Tuesday, January 15, 2013

Dumont’s Hors Satan

According to traditional Christian theology, evil is not the opposite of good, it is the perversion.  That could also be the motto engraved on Bruno Dumont’s family crest.  Ever the aesthetically and thematically challenging auteur, Dumont again focuses on extreme manifestations of faith, lust, and wrath, which may or may not be fundamentally intertwined in his latest film, Hors Satan (trailer here), opening this Friday at the Anthology Film Archives.

“The Guy” awakens in a rugged field somewhere in the northern French Côte d’Opale.  When he knocks on a door, an unseen woman’s arm gives him his daily bread.  Soon the vagrant will be joined by the slightly goth “Girl.”  Suddenly the morning stillness is broken when he delivers retribution to her abusive stepfather with a hunting rifle.  It is a shocking, but matter-of-fact incident that hardly seems to interrupt the Guy’s regular routine.

Many times we watch his morning prayers and alms, as well the innumerable long walks he takes with the Girl.  She is definitely interested in him, but seems above and beyond temptations of the flesh.  Yet, at times he performs ostensive exorcisms that are overtly (and violently) sexualized.  In several keys scenes, sex is either a purifying or corrupting force.  Dumont leaves such judgments frustratingly indeterminate.

Compared to Dumont’s ethically muddled Hadewijch and his brutally didactic Flanders, Hors Satan is paradoxically less accessible but more spiritually engaging.  Despite the moral ambiguity of the central figure, HS explores issues of faith in good faith, so to speak.  The Guy is clearly an archetypal holy fool, but if he should fall from grace, would the villagers realize it?

Arguably, David Dewaele is not really playing a flesh-and-blood character as the Guy, but a focus for the projections of both the Girl and the audience.  Nonetheless, his gaunt look and vague sense of menace are undeniably effective.  As the Girl, Alexandra Lamatre’s raw earthiness and wide-eyed innocence are quite arresting, wholly suiting Dumont’s austerity.

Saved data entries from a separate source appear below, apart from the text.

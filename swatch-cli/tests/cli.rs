use assert_cmd::cargo::cargo_bin_cmd;
use predicates::prelude::*;
use std::fs;
use std::path::PathBuf;

fn fixture_path(name: &str) -> PathBuf {
    PathBuf::from(env!("CARGO_MANIFEST_DIR"))
        .join("tests")
        .join("fixtures")
        .join(name)
}

#[test]
fn build_writes_both_artifacts() {
    let dir = tempfile::tempdir().unwrap();
    let css = dir.path().join("web").join("tokens.css");
    let dart = dir.path().join("flutter").join("tokens.dart");

    let mut cmd = cargo_bin_cmd!("swatch");
    cmd.current_dir(dir.path())
        .env_remove("RUST_LOG")
        .arg("build")
        .arg(fixture_path("tokens.json"))
        .arg("--css-out")
        .arg(&css)
        .arg("--dart-out")
        .arg(&dart);
    cmd.assert()
        .success()
        .stdout(predicate::str::is_empty())
        .stderr(predicate::str::contains("written to"));

    assert_eq!(
        fs::read_to_string(&css).unwrap(),
        ":root {\n  --color-brand-primary: rgb(79, 70, 229);\n  --color-brand-primary-hover: rgb(79, 70, 229);\n  --color-text: rgb(17, 24, 39);\n  --space-grid: 12px;\n  --space-md: 16px;\n  --font-family-body: Inter,sans-serif;\n  --font-weight-bold: 700;\n}\n"
    );
    let dart = fs::read_to_string(&dart).unwrap();
    assert!(dart.starts_with("// GENERATED FILE. Do not edit by hand.\n"));
    assert!(dart.contains("  static const Color color_brand_primary = Color(0xFF4F46E5);\n"));
    assert!(dart.contains("  static const double space_grid = 12.00;\n"));
    assert!(dart.contains("  static const int font_weight_bold = 700;\n"));
    assert!(dart.contains("  static const String font_family_body = \"Inter,sans-serif\";\n"));
}

#[test]
fn reference_problems_are_warnings() {
    let dir = tempfile::tempdir().unwrap();
    let css = dir.path().join("tokens.css");

    let mut cmd = cargo_bin_cmd!("swatch");
    cmd.current_dir(dir.path())
        .env_remove("RUST_LOG")
        .arg("build")
        .arg(fixture_path("references.json"))
        .arg("--css-out")
        .arg(&css)
        .arg("--dart-out")
        .arg(dir.path().join("tokens.dart"));
    cmd.assert().success().stderr(
        predicate::str::contains("Circular reference detected: loop.b")
            .and(predicate::str::contains("Circular reference detected: loop.a"))
            .and(predicate::str::contains("Reference not found: missing.path")),
    );

    let css = fs::read_to_string(&css).unwrap();
    assert!(css.contains("  --loop-a: {loop.b};\n"));
    assert!(css.contains("  --promo: Save on {missing.path};\n"));
}

#[test]
fn missing_source_fails() {
    let dir = tempfile::tempdir().unwrap();

    let mut cmd = cargo_bin_cmd!("swatch");
    cmd.current_dir(dir.path())
        .arg("build")
        .arg("nowhere.json");
    cmd.assert()
        .failure()
        .code(1)
        .stderr(predicate::str::contains("Missing token source: nowhere.json"));

    assert!(!dir.path().join("web").exists());
}

#[test]
fn malformed_source_fails() {
    let dir = tempfile::tempdir().unwrap();

    let mut cmd = cargo_bin_cmd!("swatch");
    cmd.current_dir(dir.path())
        .arg("build")
        .arg(fixture_path("malformed.json"));
    cmd.assert()
        .failure()
        .code(1)
        .stderr(predicate::str::contains("Malformed token document"));
}

#[test]
fn project_config_is_picked_up() {
    let dir = tempfile::tempdir().unwrap();
    fs::copy(fixture_path("tokens.json"), dir.path().join("design.json")).unwrap();
    fs::write(
        dir.path().join("swatch.toml"),
        "sources = [\"design.json\"]\n\n[output]\ncss = \"out/vars.css\"\ndart = \"out/brand.dart\"\n\n[dart]\nclass_name = \"BrandTokens\"\nsource_label = \"design.json\"\nscale_helper = true\n",
    )
    .unwrap();

    let mut cmd = cargo_bin_cmd!("swatch");
    cmd.current_dir(dir.path()).arg("build");
    cmd.assert().success();

    assert!(dir.path().join("out/vars.css").exists());
    let dart = fs::read_to_string(dir.path().join("out/brand.dart")).unwrap();
    assert!(dart.contains("// Source: design.json\n"));
    assert!(dart.contains("class BrandTokens {\n"));
    assert!(dart.contains("class TokenScale {\n"));
}

#[test]
fn explicit_config_must_exist() {
    let dir = tempfile::tempdir().unwrap();

    let mut cmd = cargo_bin_cmd!("swatch");
    cmd.current_dir(dir.path())
        .arg("build")
        .arg("--config")
        .arg("missing.toml");
    cmd.assert()
        .failure()
        .code(1)
        .stderr(predicate::str::contains("Invalid configuration"));
}

#[test]
fn list_formats_names_every_format() {
    let mut cmd = cargo_bin_cmd!("swatch");
    cmd.arg("list-formats");

    cmd.assert().success().stdout(
        predicate::str::contains("css (.css)")
            .and(predicate::str::contains("dart (.dart)"))
            .and(predicate::str::contains("json (.json)")),
    );
}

Shunning any kind of soundtrack music or post-sound, Dumont recorded his cast in the moment, with only the natural ambient background as accompaniment.  Wind through the grass was never so audibly ominous.  This is a tres deliberate film that can tax viewer indulgence in six or seven ways simultaneously.  However, it has a specific and dramatic end in mind.  If you see only one Dumont film, this might be the one to choose.  Recommended for adventurous cineastes fully cognizant of Dumont’s style, Hors Satan opens this Friday (1/18) in New York at the Anthology Film Archives.